A slow moral sulk
Raj Kumar Gupta’s No One Killed Jessica arrived at our theatres yesterday, all earnest and purposeful. It is here to tell us an important modern tale of Delhi and its horrifying ways. And to this end the film gets it right: In 1999, at a socialite’s illegal party joint in Mehrauli, a model is shot dead by the son of a powerful Congress minister for refusing to serve him a drink. The eyewitnesses, the swish crowd of Delhi, dancing and drinking at the party, develop speech or memory disorders in court, and all the accused are acquitted in 2006. Media’s sting operations follow, ignite public outrage and, finally, the case is reopened and it is life imprisonment for the murderer.
For delicate legal and political reasons, Gupta has changed certain names (Shayan Munshi becomes Vikram Jai Singh, Bina Ramani becomes Mallika Sehgal, Manu Sharma becomes Manish Bharadwaj...), but the film is factually correct, and holds promise given the talent of its two leading ladies. Yet, No One Killed Jessica is a dull affair. Though indignant, it doesn’t howl in anger. Instead, it sighs and sulks.

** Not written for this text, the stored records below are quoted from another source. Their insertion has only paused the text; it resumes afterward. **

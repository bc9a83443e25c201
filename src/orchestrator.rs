use crate::fetch::{self, fetch_clean_text};
use crate::groq::message::conversation;
use crate::groq::transport::Transport;
use crate::groq::{ClientError, Model, RequestConfig, ResilientClient};
use crate::history::{HistoryError, HistoryRecord, HistoryStore};
use crate::nice_display::NiceDisplay;
use std::fmt::Display;
use std::future::Future;
use std::time::Duration;
use tokio::time::Instant;
use tracing::{info, warn};

const MEMORY_TURNS: usize = 3;
const SUMMARY_SYSTEM_PROMPT: &str = "Summarize clearly in Markdown.";
const SUMMARY_QUESTION_CHARS: usize = 100;

#[derive(Debug, Clone, Copy, PartialEq, Eq, Default, clap::ValueEnum)]
pub enum Preset {
    #[default]
    Standard,
    Concise,
    Teacher,
    Developer,
    Researcher,
}

impl Preset {
    pub fn system_prompt(&self) -> Option<&'static str> {
        match self {
            Preset::Standard => None,
            Preset::Concise => Some("Answer concisely with bullet points when helpful."),
            Preset::Teacher => Some(
                "Explain like I'm new to the topic, with analogies and step-by-step reasoning.",
            ),
            Preset::Developer => {
                Some("Use code examples where relevant and be explicit about trade-offs.")
            }
            Preset::Researcher => Some(
                "Provide structured analysis with assumptions, evidence, and limitations.",
            ),
        }
    }
}

#[derive(Debug, Clone)]
pub struct AskOptions {
    pub model: Model,
    pub temperature: f32,
    pub max_tokens: u32,
    pub stream: bool,
    pub system_prompt: Option<String>,
    pub preset: Preset,
    pub use_memory: bool,
}

impl Default for AskOptions {
    fn default() -> Self {
        let config = RequestConfig::default();
        Self {
            model: Model::default(),
            temperature: config.temperature,
            max_tokens: config.max_tokens,
            stream: config.stream,
            system_prompt: None,
            preset: Preset::default(),
            use_memory: false,
        }
    }
}

impl AskOptions {
    /// An explicit system prompt wins over the preset.
    fn resolved_system_prompt(&self) -> Option<String> {
        self.system_prompt
            .clone()
            .filter(|prompt| !prompt.trim().is_empty())
            .or_else(|| self.preset.system_prompt().map(|prompt| prompt.to_string()))
    }

    fn request_config(&self, system_prompt: Option<String>) -> RequestConfig {
        RequestConfig::new(self.model.clone())
            .with_temperature(self.temperature)
            .with_max_tokens(self.max_tokens)
            .streaming(self.stream)
            .with_system_prompt(system_prompt)
    }
}

#[derive(Debug, Clone, PartialEq)]
pub struct Stats {
    pub estimated_tokens: usize,
    pub elapsed: Duration,
}

impl Display for Stats {
    fn fmt(&self, f: &mut std::fmt::Formatter<'_>) -> std::fmt::Result {
        write!(
            f,
            "~ tokens (prompt+completion): {} | time: {:.1}s",
            self.estimated_tokens,
            self.elapsed.as_secs_f64()
        )
    }
}

#[derive(Debug)]
pub enum Outcome {
    Completed { answer: String, stats: Stats },
    /// Nothing is written to history for a cancelled exchange.
    Cancelled { partial: String },
}

#[derive(Debug)]
pub enum Error {
    EmptyInput { what: &'static str },
    Client(ClientError),
    History(HistoryError),
}

impl NiceDisplay for Error {
    fn message(&self) -> String {
        match self {
            Error::EmptyInput { what } => format!("Please enter a valid {}", what),
            Error::Client(err) => err.message(),
            Error::History(err) => format!(
                "The answer was shown but not saved to history\n{}",
                err.message()
            ),
        }
    }

    fn hint(&self) -> Option<String> {
        match self {
            Error::EmptyInput { .. } => Some("The input was blank".to_string()),
            Error::Client(err) => err.hint(),
            Error::History(err) => err.hint(),
        }
    }
}

/// Rough heuristic: one token is about four characters.
pub fn estimate_tokens(text: &str) -> usize {
    ((text.chars().count() as f64) / 4.0).round().max(1.0) as usize
}

fn with_memory(query: &str, recent: &[HistoryRecord]) -> String {
    let turns: Vec<&HistoryRecord> = recent
        .iter()
        .filter(|record| !record.question.trim().is_empty() && !record.answer.trim().is_empty())
        .collect();

    if turns.is_empty() {
        return query.to_string();
    }

    let mut lines = vec!["Context from earlier in this conversation:".to_string()];
    for record in turns {
        lines.push(format!("Q: {}", record.question.trim()));
        lines.push(format!("A: {}", record.answer.trim()));
    }
    lines.push(String::new());
    lines.push(format!("Current user request: {}", query));
    lines.join("\n")
}

fn summary_prompt(source_text: &str) -> String {
    format!(
        "You are a world-class summarizer. Produce a concise, faithful summary with:\n\
         - title\n\
         - key points\n\
         - important quotes\n\
         - a short TL;DR.\n\n\
         Content to summarize (may be HTML-extracted):\n\n{}",
        source_text
    )
}

fn unreachable_url_notice(url: &str) -> String {
    format!(
        "[Could not fetch URL content, summarizing the URL contextually instead]\nURL: {}",
        url.trim()
    )
}

fn summary_question(content: &str) -> String {
    let head: String = content.chars().take(SUMMARY_QUESTION_CHARS).collect();
    format!("{}...", head)
}

pub struct Orchestrator<T: Transport> {
    client: ResilientClient<T>,
    history: HistoryStore,
    http: reqwest::Client,
}

impl<T: Transport> Orchestrator<T> {
    pub fn new(client: ResilientClient<T>, history: HistoryStore) -> Self {
        Self {
            client,
            history,
            http: reqwest::Client::new(),
        }
    }

    #[cfg(test)]
    pub fn history(&self) -> &HistoryStore {
        &self.history
    }

    pub async fn ask<F, C>(
        &mut self,
        query: &str,
        options: &AskOptions,
        on_chunk: F,
        cancel: C,
    ) -> Result<Outcome, Error>
    where
        F: FnMut(&str),
        C: Future<Output = ()>,
    {
        if query.trim().is_empty() {
            return Err(Error::EmptyInput {
                what: "question or topic",
            });
        }

        let prompt = if options.use_memory {
            with_memory(query, &self.history.recent(MEMORY_TURNS))
        } else {
            query.to_string()
        };

        self.exchange(
            query.to_string(),
            prompt,
            options.resolved_system_prompt(),
            options,
            on_chunk,
            cancel,
        )
        .await
    }

    pub async fn summarize<F, C>(
        &mut self,
        content: &str,
        options: &AskOptions,
        on_chunk: F,
        cancel: C,
    ) -> Result<Outcome, Error>
    where
        F: FnMut(&str),
        C: Future<Output = ()>,
    {
        if content.trim().is_empty() {
            return Err(Error::EmptyInput {
                what: "URL or text to summarize",
            });
        }

        let source_text = if fetch::is_url(content) {
            match fetch_clean_text(&self.http, content).await {
                Ok(text) => text,
                Err(err) => {
                    warn!(url = %err.url, reason = %err.reason, "falling back to summarizing the bare URL");
                    unreachable_url_notice(content)
                }
            }
        } else {
            content.to_string()
        };

        let system_prompt = options
            .resolved_system_prompt()
            .or_else(|| Some(SUMMARY_SYSTEM_PROMPT.to_string()));

        self.exchange(
            summary_question(content),
            summary_prompt(&source_text),
            system_prompt,
            options,
            on_chunk,
            cancel,
        )
        .await
    }

    async fn exchange<F, C>(
        &mut self,
        question: String,
        prompt: String,
        system_prompt: Option<String>,
        options: &AskOptions,
        mut on_chunk: F,
        cancel: C,
    ) -> Result<Outcome, Error>
    where
        F: FnMut(&str),
        C: Future<Output = ()>,
    {
        let start = Instant::now();
        let prompt_tokens =
            estimate_tokens(&format!("{}{}", prompt, system_prompt.as_deref().unwrap_or("")));
        let config = options.request_config(system_prompt);
        let model = config.model.clone();

        let mut partial = String::new();
        let client = &self.client;
        // cancel covers the whole request, backoff sleeps included
        let request = async {
            let reply = client.send(conversation(None, &prompt), config).await?;
            let answer = reply
                .for_each_chunk(|chunk| {
                    partial.push_str(chunk);
                    on_chunk(chunk);
                })
                .await?;
            Ok::<_, ClientError>(answer)
        };

        let finished = tokio::select! {
            result = request => Some(result),
            _ = cancel => None,
        };

        let answer = match finished {
            None => {
                info!(chars = partial.len(), "exchange cancelled, not saved to history");
                return Ok(Outcome::Cancelled { partial });
            }
            Some(result) => result.map_err(Error::Client)?,
        };

        let stats = Stats {
            estimated_tokens: prompt_tokens + estimate_tokens(&answer),
            elapsed: start.elapsed(),
        };

        self.history
            .append(HistoryRecord::new(&question, &answer, &model))
            .map_err(Error::History)?;
        info!(model = %model, %stats, "exchange saved");

        Ok(Outcome::Completed { answer, stats })
    }
}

No One Killed Jessica sticks to the real-life case’s milestones. In the first half — murder, court case, acquittal — it stays mostly with Jessica’s sister, Sabrina Lall (Vidya Balan), and this is where the film’s obvious emotional connect gets severed.
Hurting and seeking justice for her sister, Sabrina is good, gentle and quiet. But she wears her suffering as a badge of honour and is the film’s main sulker. We feel Sabrina’s pain, understand the middle class impotence when up against a rich and powerful adversary, saleable officials and a pliable system. But Balan’s Sabrina, with her righteous and solemn demeanour, becomes a burden on our conscience, and is soon boring and tiring.
In this part of the film we also spend some time with the investigating officer (who is very good), Manish’s family, Delhi’s party aunty Mallika Sehgal (Bubbles Sabharwal), and Jessica’s friend and key witness, Vikram (Neil Bhoopalam).
The film picks up in the second half when journalist Meera Gaity (Rani Mukerji), who we had met briefly in the first-half, takes charge of the case after all the witnesses turn hostile and the accused are let off.
Meera, by her own admission, is a bitch, and there is a lovely song, Aali Re, that sets the tone of her character. A celebrity reporter, Meera gets to cover all the big stories, she sleeps around, abuses, and has both, bile and bite. She is a Delhi journalist, its best and worst kind.
Mukerji’s Meera is the sum total of several parts — of certain NDTV and Tehelka worthies who conducted the stings, asked audiences to SMS their anger, helped with the candlelight vigil at India Gate and kept the story going after the court had adjourned. While haranguing one and all — viewers, colleagues, even Sabrina — Meera pursues the story till justice is served.
RAJ KUMAR GUPTA, who made Aamir and managed to create intense drama around one man and a red suitcase, fails to do that here. He spends far too much time with Sabrina which would have been OK if her heavy moral breathing didn’t fog up the screen. Sabrina’s character is the film’s main flaw. She is morally upright but emotionally frigid. Gupta ignores the film’s other characters, and at the end I couldn’t quite figure if he intended to do anything more than just present a dramatised version of events.
We get a glimpse of what Jessica was like, but not enough. Killer Manish remains an unknown entity and most of the celebrity witnesses are treated as loathsome caricatures and let off easy. A mild slap on the wrist is reserved for our justice system — courts, lawyers and cops.
But Gupta does manage to put in some interesting details — like Manish’s mother pleading with her husband, “Mere Monu ko kuch nahin hona chahiye”, and a `70 lakh bribe to a cop for not beating up Manish while he is in custody — and establish the Haryana cross-connection that Delhi often gets caught in, the hollow core of Delhi’s celebrities and how efficiently the entire system can be manipulated. I just wish his film was more angry and less sulky.
Rani overacts but is a welcome relief after the wilting Vidya Balan. The supporting cast, especially the cops and politicians, are all very good. The film’s music, by Amit Trivedi, is outstanding, and Amitabh Bhattacharya’s lyrics are crude and cute.